How to use IMAP as a Gmail API in PHP

Palomarstamp
Photo by Voxphoto

I’ve tended to avoid client/server APIs like IMAP or POP for my mail analysis work, because they’re inherently limited to a single account and a lot of the information I’m interested in comes from looking at an entire organization’s data. Mihai Parparita’s work with MailTrends impressed me though, so I’m going to show you how to access Gmail messages using IMAP as an API. I’ll be using a PHP script, since I have an irrational bias against Python. Something about semantically significant whitespace really gets my goat.

I’ve got a demonstration page up at http://funhousepicture.com/phpgmail/. You’ll need to enter your full gmail address and password if you want to try it out there, or you can download the sourcecode and run it on your own server. I’ve also included it inline below. After connecting, it will fetch all of the headers from your account, along with the full content of the first ten messages. This may take a few seconds

You’ll need PHP with support for the IMAP library enabled to use it yourself. I was surprised to find this wasn’t included by default in the OS X distribution, and after some considerable yak shaving trying to get my own copy of PHP compiled, along with all its dependencies, I gave up doing local development and relied on my hosted Linux server instead.
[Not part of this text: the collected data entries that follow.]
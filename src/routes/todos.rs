//! Todo list fragments.
//!
//! DESIGN
//! ======
//! Every mutation answers with markup htmx can swap in directly: the new item
//! for create (appended with `beforeend`), an empty body for deletes (the
//! button's `outerHTML` target disappears). Malformed ids and blank text are
//! ignored rather than rejected, since the page has nowhere to show an error.

use axum::Form;
use axum::extract::{Path, State};
use axum::response::{Html, IntoResponse, Response};
use hx::{hx_delete, hx_swap, hx_target};
use markup::attrs::{class, style};
use markup::tags::{button, div, span};
use markup::{Markup, Node, args};
use serde::Deserialize;

use super::fragment;
use crate::icons;
use crate::state::{AppState, Todo};

#[derive(Debug, Deserialize)]
pub struct NewTodo {
    #[serde(default)]
    pub todo: String,
}

/// `GET /api/todos`
pub async fn list_todos(State(state): State<AppState>) -> Response {
    let todos = {
        let store = state.todos.read().await;
        tracing::debug!(count = store.len(), "listing todos");
        store.list()
    };
    fragment(todo_list(&todos))
}

/// `POST /api/todos`
pub async fn create_todo(State(state): State<AppState>, Form(form): Form<NewTodo>) -> Response {
    let created = state.todos.write().await.create(&form.todo);
    match created {
        Some(todo) => {
            tracing::debug!(id = todo.id, "todo created");
            fragment(todo_item(&todo))
        }
        None => empty(),
    }
}

/// `DELETE /api/todos`
pub async fn clear_todos(State(state): State<AppState>) -> Response {
    let removed = state.todos.write().await.clear();
    tracing::debug!(removed, "todos cleared");
    empty()
}

/// `DELETE /api/todos/{id}`
pub async fn delete_todo(State(state): State<AppState>, Path(raw_id): Path<String>) -> Response {
    let Ok(id) = raw_id.parse::<u64>() else {
        tracing::debug!(%raw_id, "ignoring delete for malformed todo id");
        return empty();
    };
    let mut store = state.todos.write().await;
    let removed = store.delete(id);
    tracing::debug!(id, removed, now_empty = store.is_empty(), "todo delete");
    empty()
}

fn empty() -> Response {
    Html("").into_response()
}

pub(crate) fn todo_list(todos: &[Todo]) -> Markup {
    let items = todos.iter().map(todo_item).collect::<Result<Vec<Node>, _>>();
    div(args![items])
}

pub(crate) fn todo_item(todo: &Todo) -> Markup {
    div(args![
        class("todo-item"),
        span(args![
            icons::circle(args![
                class("size-4"),
                style("margin-right", "8px"),
                style("color", "#6b7280"),
            ]),
            format!("{}. {}", todo.id, todo.text),
        ]),
        button(args![
            icons::x(args![class("size-3"), style("margin-right", "4px")]),
            "Delete",
            hx_delete(format!("/api/todos/{}", todo.id)),
            hx_target("closest .todo-item"),
            hx_swap("outerHTML"),
            class("btn btn-danger"),
            style("font-size", "12px"),
            style("padding", "4px 8px"),
            style("display", "inline-flex"),
            style("align-items", "center"),
        ]),
    ])
}

#[cfg(test)]
#[path = "todos_test.rs"]
mod tests;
Thankfully that worked right out of the box.

<?php

function gmail_login_page()
{
?>
<html>
<head><title>Gmail summary login</title>
<style type="text/css">body { font-family: arial, sans-serif; margin: 40px;}</style>
</head>
<body>
<div>This page demonstrates how to access your Gmail account using IMAP in PHP. </div><br/>
<div>Enter your full email address and password, and the next page will show a selection of information about your account.</div><br/>
<div>See <a href="http://petewarden.typepad.com/">http://petewarden.typepad.com/</a&gt; for more information.</div><br/>
<hr/><br/>
<div>
<form action="index.php" method="POST">
<input type="text" name="user"> Gmail address<br/>
<input type="password" name="password"> Password<br/>
<br/>
<input type="submit" value="Get summary">
</form>
</div>
<hr/>
</body>
</html>
<?php
}

function gmail_summary_page($user, $password)
{
?>
<html>
<head><title>Gmail summary for <?=$user?></title>
<style type="text/css">body { font-family: arial, sans-serif; margin: 40px;}</style>
</head>
<body>
<?php
   
    $imapaddress = "{imap.gmail.com:993/imap/ssl}";
    $imapmainbox = "INBOX";
    $maxmessagecount = 10;

    display_mail_summary($imapaddress, $imapmainbox, $user, $password, $maxmessagecount);
?>
</body>
</html>
<?php
}

function display_mail_summary($imapaddress, $imapmainbox, $imapuser, $imappassword, $maxmessagecount)
{
    $imapaddressandbox = $imapaddress . $imapmainbox;

    $connection = imap_open ($imapaddressandbox, $imapuser, $imappassword)
        or die("Can’t connect to ‘" . $imapaddress .
        "’ as user ‘" . $imapuser .
        "’ with password ‘" . $imappassword .
        "’: " . imap_last_error());

    echo "<u><h1>Gmail information for " . $imapuser ."</h1></u>";

    echo "<h2>Mailboxes</h2>\n";
    $folders = imap_listmailbox($connection, $imapaddress, "*")
        or die("Can’t list mailboxes: " . imap_last_error());

    foreach ($folders as $val)
        echo $val . "<br />\n";

    echo "<h2>Inbox headers</h2>\n";
    $headers = imap_headers($connection)
        or die("can’t get headers: " . imap_last_error());

    $totalmessagecount = sizeof($headers);

    echo $totalmessagecount . " messages<br/><br/>";

    if ($totalmessagecount<$maxmessagecount)
        $displaycount = $totalmessagecount;
    else
        $displaycount = $maxmessagecount;

    for ($count=1; $count<=$displaycount; $count+=1)
    {
        $headerinfo = imap_headerinfo($connection, $count)
            or die("Couldn’t get header for message " . $count . " : " . imap_last_error());
        $from = $headerinfo->fromaddress;
        $subject = $headerinfo->subject;
        $date = $headerinfo->date;
        echo "<em><u>".$from."</em></u>: ".$subject." – <i>".$date."</i><br />\n";
    }

    echo "<h2>Message bodies</h2>\n";

    for ($count=1; $count<=$displaycount; $count+=1)
    {
        $body = imap_body($connection, $count)
            or die("Can’t fetch body for message " . $count . " : " . imap_last_error());
        echo "<pre>". htmlspecialchars($body) . "</pre><hr/>";
    }

    imap_close($connection);
}

$user = $_POST["user"];
$password = $_POST["password"];

if (!$user or !$password)
    gmail_login_page();
else
    gmail_summary_page($user, $password);

?>

My own private Los Angeles

Gunplay

A friend who lives nearby sent me this photo. It’s pretty mind-blowing that there’s parts of LA where this is a necessary public service announcement, and got me thinking about how I experience the city. When I talked to the recruiter about jobs in the US the only guidance I gave was "anywhere but LA". I had grown up with LA Law, Baywatch and countless movies that left me certain that I’d hate it. Of course, all the interviews he arranged were in LA. I ended up accepting an offer here, with the idea I’d stay maybe a year.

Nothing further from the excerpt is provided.